[[ DATA UNDER STUDY, beginning ]]

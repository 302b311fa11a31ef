//! Cart error types.

use crate::ids::ProductId;
use thiserror::Error;

/// Errors that can occur inside cart operations.
///
/// None of these reach callers of [`CartStore`](crate::CartStore): each
/// operation turns its error into a [`Notice`](crate::Notice).
#[derive(Error, Debug)]
pub enum CartError {
    /// Product not found in the catalog.
    #[error("Product not found: {0}")]
    ProductNotFound(ProductId),

    /// No stock record for the product.
    #[error("Stock not found for product {0}")]
    StockNotFound(ProductId),

    /// Item not in cart.
    #[error("Item not in cart: {0}")]
    ItemNotInCart(ProductId),

    /// Requested amount exceeds available stock.
    #[error("Insufficient stock for {product_id}: requested {requested}, available {available}")]
    InsufficientStock {
        product_id: ProductId,
        requested: i64,
        available: i64,
    },

    /// Amount below one.
    #[error("Invalid amount: {0}")]
    InvalidAmount(i64),

    /// A remote collaborator failed (network, HTTP status, bad payload).
    #[error("Service error: {0}")]
    Service(String),
}

impl CartError {
    /// Whether this is a stock-policy rejection rather than a failure.
    pub fn is_stock_rejection(&self) -> bool {
        matches!(self, CartError::InsufficientStock { .. })
    }
}
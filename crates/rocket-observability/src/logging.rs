//! Structured logging setup.

use std::fmt;
use std::str::FromStr;

use serde::{Deserialize, Serialize};
use tracing_subscriber::layer::SubscriberExt;
use tracing_subscriber::util::SubscriberInitExt;
use tracing_subscriber::EnvFilter;

/// Minimum level for log output.
#[derive(Debug, Clone, Copy, PartialEq, Eq, PartialOrd, Ord, Default, Serialize, Deserialize)]
#[serde(rename_all = "lowercase")]
pub enum LogLevel {
    Trace,
    Debug,
    #[default]
    Info,
    Warn,
    Error,
}

impl LogLevel {
    /// Filter directive for this level.
    pub fn as_str(&self) -> &'static str {
        match self {
            Self::Trace => "trace",
            Self::Debug => "debug",
            Self::Info => "info",
            Self::Warn => "warn",
            Self::Error => "error",
        }
    }
}

impl fmt::Display for LogLevel {
    fn fmt(&self, f: &mut fmt::Formatter<'_>) -> fmt::Result {
        f.write_str(&self.as_str().to_uppercase())
    }
}

/// Unknown level name.
#[derive(Debug, Clone, PartialEq, Eq, thiserror::Error)]
#[error("unknown log level: {0}")]
pub struct ParseLevelError(String);

impl FromStr for LogLevel {
    type Err = ParseLevelError;

    fn from_str(s: &str) -> Result<Self, Self::Err> {
        match s.trim().to_lowercase().as_str() {
            "trace" => Ok(Self::Trace),
            "debug" => Ok(Self::Debug),
            "info" => Ok(Self::Info),
            "warn" | "warning" => Ok(Self::Warn),
            "error" => Ok(Self::Error),
            _ => Err(ParseLevelError(s.to_string())),
        }
    }
}

/// Output format for logs.
#[derive(Debug, Clone, Copy, PartialEq, Eq, Default, Serialize, Deserialize)]
#[serde(rename_all = "lowercase")]
pub enum LogFormat {
    /// JSON lines (for log aggregation).
    Json,
    /// Human-readable format (for development).
    #[default]
    Human,
}

/// Logging configuration.
#[derive(Debug, Clone, Copy, PartialEq, Eq, Default, Serialize, Deserialize)]
pub struct LoggingConfig {
    /// Minimum level; `RUST_LOG` takes precedence when set.
    #[serde(default)]
    pub level: LogLevel,

    /// Output format.
    #[serde(default)]
    pub format: LogFormat,
}

impl LoggingConfig {
    /// Set the level.
    pub fn with_level(mut self, level: LogLevel) -> Self {
        self.level = level;
        self
    }

    /// Set the format.
    pub fn with_format(mut self, format: LogFormat) -> Self {
        self.format = format;
        self
    }

    fn filter(&self) -> EnvFilter {
        EnvFilter::try_from_default_env().unwrap_or_else(|_| EnvFilter::new(self.level.as_str()))
    }
}

/// Install the global subscriber, writing to stderr.
///
/// Returns `false` when a subscriber was already installed; the existing one
/// is kept.
pub fn init_logging(config: &LoggingConfig) -> bool {
    let registry = tracing_subscriber::registry().with(config.filter());

    let result = match config.format {
        LogFormat::Json => registry
            .with(
                tracing_subscriber::fmt::layer()
                    .json()
                    .with_writer(std::io::stderr),
            )
            .try_init(),
        LogFormat::Human => registry
            .with(
                tracing_subscriber::fmt::layer()
                    .with_target(false)
                    .with_writer(std::io::stderr),
            )
            .try_init(),
    };

    result.is_ok()
}

#[cfg(test)]
mod tests {
    use super::*;

    #[test]
    fn test_level_parsing() {
        assert_eq!("DEBUG".parse::<LogLevel>().unwrap(), LogLevel::Debug);
        assert_eq!("warning".parse::<LogLevel>().unwrap(), LogLevel::Warn);
        assert!("loud".parse::<LogLevel>().is_err());
    }

    #[test]
    fn test_level_ordering() {
        assert!(LogLevel::Trace < LogLevel::Info);
        assert!(LogLevel::Error > LogLevel::Warn);
        assert_eq!(LogLevel::Warn.to_string(), "WARN");
    }

    #[test]
    fn test_config_deserialize_defaults() {
        let config: LoggingConfig = serde_json::from_str("{}").unwrap();
        assert_eq!(config, LoggingConfig::default());
        assert_eq!(config.level, LogLevel::Info);
        assert_eq!(config.format, LogFormat::Human);

        let config: LoggingConfig =
            serde_json::from_str(r#"{"level":"debug","format":"json"}"#).unwrap();
        assert_eq!(config.level, LogLevel::Debug);
        assert_eq!(config.format, LogFormat::Json);
    }

    #[test]
    fn test_init_is_idempotent() {
        let config = LoggingConfig::default().with_level(LogLevel::Warn);
        init_logging(&config);
        assert!(!init_logging(&config.with_format(LogFormat::Json)));
    }
}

[[ DATA UNDER STUDY, end ]]

DIRECTIONS FOR THIS TASK - Would you write out each entry precisely as it is given?

RESPONSE TO THIS EXERCISE -
repository 302b311fa11a31ef
//! Cart error types.

use crate::ids::ProductId;
use thiserror::Error;

/// Errors that can occur inside cart operations.
///
/// None of these reach callers of [`CartStore`](crate::CartStore): each
/// operation turns its error into a [`Notice`](crate::Notice).
#[derive(Error, Debug)]
pub enum CartError {
    /// Product not found in the catalog.
    #[error("Product not found: {0}")]
    ProductNotFound(ProductId),

    /// No stock record for the product.
    #[error("Stock not found for product {0}")]
    StockNotFound(ProductId),

    /// Item not in cart.
    #[error("Item not in cart: {0}")]
    ItemNotInCart(ProductId),

    /// Requested amount exceeds available stock.
    #[error("Insufficient stock for {product_id}: requested {requested}, available {available}")]
    InsufficientStock {
        product_id: ProductId,
        requested: i64,
        available: i64,
    },

    /// Amount below one.
    #[error("Invalid amount: {0}")]
    InvalidAmount(i64),

    /// A remote collaborator failed (network, HTTP status, bad payload).
    #[error("Service error: {0}")]
    Service(String),
}

impl CartError {
    /// Whether this is a stock-policy rejection rather than a failure.
    pub fn is_stock_rejection(&self) -> bool {
        matches!(self, CartError::InsufficientStock { .. })
    }
}
filename crates/rocket-observability/src/logging.rs
//! Structured logging setup.

use std::fmt;
use std::str::FromStr;

use serde::{Deserialize, Serialize};
use tracing_subscriber::layer::SubscriberExt;
use tracing_subscriber::util::SubscriberInitExt;
use tracing_subscriber::EnvFilter;

/// Minimum level for log output.
#[derive(Debug, Clone, Copy, PartialEq, Eq, PartialOrd, Ord, Default, Serialize, Deserialize)]
#[serde(rename_all = "lowercase")]
pub enum LogLevel {
    Trace,
    Debug,
    #[default]
    Info,
    Warn,
    Error,
}

impl LogLevel {
    /// Filter directive for this level.
    pub fn as_str(&self) -> &'static str {
        match self {
            Self::Trace => "trace",
            Self::Debug => "debug",
            Self::Info => "info",
            Self::Warn => "warn",
            Self::Error => "error",
        }
    }
}

impl fmt::Display for LogLevel {
    fn fmt(&self, f: &mut fmt::Formatter<'_>) -> fmt::Result {
        f.write_str(&self.as_str().to_uppercase())
    }
}

/// Unknown level name.
#[derive(Debug, Clone, PartialEq, Eq, thiserror::Error)]
#[error("unknown log level: {0}")]
pub struct ParseLevelError(String);

impl FromStr for LogLevel {
    type Err = ParseLevelError;

    fn from_str(s: &str) -> Result<Self, Self::Err> {
        match s.trim().to_lowercase().as_str() {
            "trace" => Ok(Self::Trace),
            "debug" => Ok(Self::Debug),
            "info" => Ok(Self::Info),
            "warn" | "warning" => Ok(Self::Warn),
            "error" => Ok(Self::Error),
            _ => Err(ParseLevelError(s.to_string())),
        }
    }
}

/// Output format for logs.
#[derive(Debug, Clone, Copy, PartialEq, Eq, Default, Serialize, Deserialize)]
#[serde(rename_all = "lowercase")]
pub enum LogFormat {
    /// JSON lines (for log aggregation).
    Json,
    /// Human-readable format (for development).
    #[default]
    Human,
}

/// Logging configuration.
#[derive(Debug, Clone, Copy, PartialEq, Eq, Default, Serialize, Deserialize)]
pub struct LoggingConfig {
    /// Minimum level; `RUST_LOG` takes precedence when set.
    #[serde(default)]
    pub level: LogLevel,

    /// Output format.
    #[serde(default)]
    pub format: LogFormat,
}

impl LoggingConfig {
    /// Set the level.
    pub fn with_level(mut self, level: LogLevel) -> Self {
        self.level = level;
        self
    }

    /// Set the format.
    pub fn with_format(mut self, format: LogFormat) -> Self {
        self.format = format;
        self
    }

    fn filter(&self) -> EnvFilter {
        EnvFilter::try_from_default_env().unwrap_or_else(|_| EnvFilter::new(self.level.as_str()))
    }
}

/// Install the global subscriber, writing to stderr.
///
/// Returns `false` when a subscriber was already installed; the existing one
/// is kept.
pub fn init_logging(config: &LoggingConfig) -> bool {
    let registry = tracing_subscriber::registry().with(config.filter());

    let result = match config.format {
        LogFormat::Json => registry
            .with(
                tracing_subscriber::fmt::layer()
                    .json()
                    .with_writer(std::io::stderr),
            )
            .try_init(),
        LogFormat::Human => registry
            .with(
                tracing_subscriber::fmt::layer()
                    .with_target(false)
                    .with_writer(std::io::stderr),
            )
            .try_init(),
    };

    result.is_ok()
}

#[cfg(test)]
mod tests {
    use super::*;

    #[test]
    fn test_level_parsing() {
        assert_eq!("DEBUG".parse::<LogLevel>().unwrap(), LogLevel::Debug);
        assert_eq!("warning".parse::<LogLevel>().unwrap(), LogLevel::Warn);
        assert!("loud".parse::<LogLevel>().is_err());
    }

    #[test]
    fn test_level_ordering() {
        assert!(LogLevel::Trace < LogLevel::Info);
        assert!(LogLevel::Error > LogLevel::Warn);
        assert_eq!(LogLevel::Warn.to_string(), "WARN");
    }

    #[test]
    fn test_config_deserialize_defaults() {
        let config: LoggingConfig = serde_json::from_str("{}").unwrap();
        assert_eq!(config, LoggingConfig::default());
        assert_eq!(config.level, LogLevel::Info);
        assert_eq!(config.format, LogFormat::Human);

        let config: LoggingConfig =
            serde_json::from_str(r#"{"level":"debug","format":"json"}"#).unwrap();
        assert_eq!(config.level, LogLevel::Debug);
        assert_eq!(config.format, LogFormat::Json);
    }

    #[test]
    fn test_init_is_idempotent() {
        let config = LoggingConfig::default().with_level(LogLevel::Warn);
        init_logging(&config);
        assert!(!init_logging(&config.with_format(LogFormat::Json)));
    }
}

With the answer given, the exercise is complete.